The Meru and the Embu, as has historically happened, were included in the Agikuyu project to augment the “regional” appearance of the event. The history and the challenges of nationhood for the African post-colonial state demonstrate that tribalism is perhaps its biggest cancer.

African pre-colonial nations form the basis of the post-colonial states. To forge a united nation, no African state can afford to organise its politics around ethnicity.


That’s the road to damnation. Nor can any responsible leader or progressive defend tribal political groups like GEMA.

I agree there could be some exceptions, especially where a group is manifestly marginalised and denied the basic rights of humanity and nationhood. In this category, I would put the Ogiek, the Maa, and other dispossessed groups that live on the margins of Kenya. None of the large groups such as the Kikuyu, Luo, Kalenjin, Luhya, and Kamba suffer such privation.

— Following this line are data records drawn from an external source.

//! Backlog task entity.

use super::{
    PlanningDomainError, SprintId, TaskId, TaskStatus,
    transitions::{TaskAction, next_task_status},
};
use chrono::{DateTime, NaiveDate, Utc};
use mockable::Clock;
use serde::{Deserialize, Serialize};
use std::fmt;

/// Task name, trimmed and guaranteed non-empty.
#[derive(Debug, Clone, PartialEq, Eq, Hash, Serialize, Deserialize)]
#[serde(transparent)]
pub struct TaskName(String);

impl TaskName {
    /// Creates a validated task name.
    ///
    /// # Errors
    ///
    /// Returns [`PlanningDomainError::EmptyTaskName`] when the value is empty
    /// after trimming.
    pub fn new(value: impl Into<String>) -> Result<Self, PlanningDomainError> {
        let raw = value.into();
        let trimmed = raw.trim();
        if trimmed.is_empty() {
            return Err(PlanningDomainError::EmptyTaskName);
        }
        Ok(Self(trimmed.to_owned()))
    }

    /// Returns the name as `str`.
    #[must_use]
    pub fn as_str(&self) -> &str {
        &self.0
    }
}

impl AsRef<str> for TaskName {
    fn as_ref(&self) -> &str {
        self.as_str()
    }
}

impl fmt::Display for TaskName {
    fn fmt(&self, f: &mut fmt::Formatter<'_>) -> fmt::Result {
        f.write_str(&self.0)
    }
}

/// Backlog task.
///
/// Status and sprint membership move together: the only ways to change either
/// are the crate-private assignment, unassignment and toggle methods, all of
/// which consult [`next_task_status`].
#[derive(Debug, Clone, PartialEq, Eq, Serialize, Deserialize)]
pub struct Task {
    id: TaskId,
    name: TaskName,
    description: String,
    status: TaskStatus,
    due_date: Option<NaiveDate>,
    sprint_id: Option<SprintId>,
    created_at: DateTime<Utc>,
    updated_at: DateTime<Utc>,
}

/// Parameter object for reconstructing a persisted task.
#[derive(Debug, Clone, PartialEq, Eq)]
pub struct PersistedTaskData {
    /// Persisted task identifier.
    pub id: TaskId,
    /// Persisted task name.
    pub name: TaskName,
    /// Persisted description.
    pub description: String,
    /// Persisted status.
    pub status: TaskStatus,
    /// Persisted due date, if any.
    pub due_date: Option<NaiveDate>,
    /// Owning sprint, if any.
    pub sprint_id: Option<SprintId>,
    /// Persisted creation timestamp.
    pub created_at: DateTime<Utc>,
    /// Persisted latest modification timestamp.
    pub updated_at: DateTime<Utc>,
}

impl Task {
    /// Creates an open, unscheduled task.
    #[must_use]
    pub fn new(
        name: TaskName,
        description: &str,
        due_date: Option<NaiveDate>,
        clock: &impl Clock,
    ) -> Self {
        let timestamp = clock.utc();
        Self {
            id: TaskId::new(),
            name,
            description: description.trim().to_owned(),
            status: TaskStatus::Open,
            due_date,
            sprint_id: None,
            created_at: timestamp,
            updated_at: timestamp,
        }
    }

    /// Reconstructs a task from persisted storage.
    #[must_use]
    pub fn from_persisted(data: PersistedTaskData) -> Self {
        Self {
            id: data.id,
            name: data.name,
            description: data.description,
            status: data.status,
            due_date: data.due_date,
            sprint_id: data.sprint_id,
            created_at: data.created_at,
            updated_at: data.updated_at,
        }
    }

    /// Returns the task identifier.
    #[must_use]
    pub const fn id(&self) -> TaskId {
        self.id
    }

    /// Returns the task name.
    #[must_use]
    pub const fn name(&self) -> &TaskName {
        &self.name
    }

    /// Returns the task description.
    #[must_use]
    pub fn description(&self) -> &str {
        &self.description
    }

    /// Returns the task status.
    #[must_use]
    pub const fn status(&self) -> TaskStatus {
        self.status
    }

    /// Returns the due date, if any.
    #[must_use]
    pub const fn due_date(&self) -> Option<NaiveDate> {
        self.due_date
    }

    /// Returns the owning sprint, if any.
    #[must_use]
    pub const fn sprint_id(&self) -> Option<SprintId> {
        self.sprint_id
    }

    /// Returns `true` when the task belongs to a sprint.
    #[must_use]
    pub const fn is_in_sprint(&self) -> bool {
        self.sprint_id.is_some()
    }

    /// Returns the creation timestamp.
    #[must_use]
    pub const fn created_at(&self) -> DateTime<Utc> {
        self.created_at
    }

    /// Returns the latest modification timestamp.
    #[must_use]
    pub const fn updated_at(&self) -> DateTime<Utc> {
        self.updated_at
    }

    /// Makes `sprint_id` the owning sprint.
    pub(crate) fn assign_to(&mut self, sprint_id: SprintId, clock: &impl Clock) {
        self.status = next_task_status(self.status, self.is_in_sprint(), TaskAction::Assign);
        self.sprint_id = Some(sprint_id);
        self.touch(clock);
    }

    /// Clears sprint membership.
    pub(crate) fn unassign(&mut self, clock: &impl Clock) {
        self.status = next_task_status(self.status, self.is_in_sprint(), TaskAction::Unassign);
        self.sprint_id = None;
        self.touch(clock);
    }

    /// Flips completion without changing membership.
    pub(crate) fn toggle_completion(&mut self, clock: &impl Clock) {
        self.status = next_task_status(
            self.status,
            self.is_in_sprint(),
            TaskAction::ToggleCompletion,
        );
        self.touch(clock);
    }

    /// Replaces the editable details of the task.
    pub(crate) fn update_details(
        &mut self,
        name: TaskName,
        description: &str,
        due_date: Option<NaiveDate>,
        clock: &impl Clock,
    ) {
        self.name = name;
        self.description = description.trim().to_owned();
        self.due_date = due_date;
        self.touch(clock);
    }

    fn touch(&mut self, clock: &impl Clock) {
        self.updated_at = clock.utc();
    }
}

Let me state this without equivocation: No African state can prosper until it becomes an idea as a nation. That’s to say we don’t have to reject or deny our cultures or ethnic attributes, but it is to unapologetically understand ourselves as Kenyans first, and whatever else second. We must subordinate the tribe to the nation. This is especially true of the large dominant ethnic groups. They must never politically organise themselves in exclusive cocoons as happened in Limuru III.

Let’s be united politically by our ideas and ideology, not by the call of the blood, of the tribe.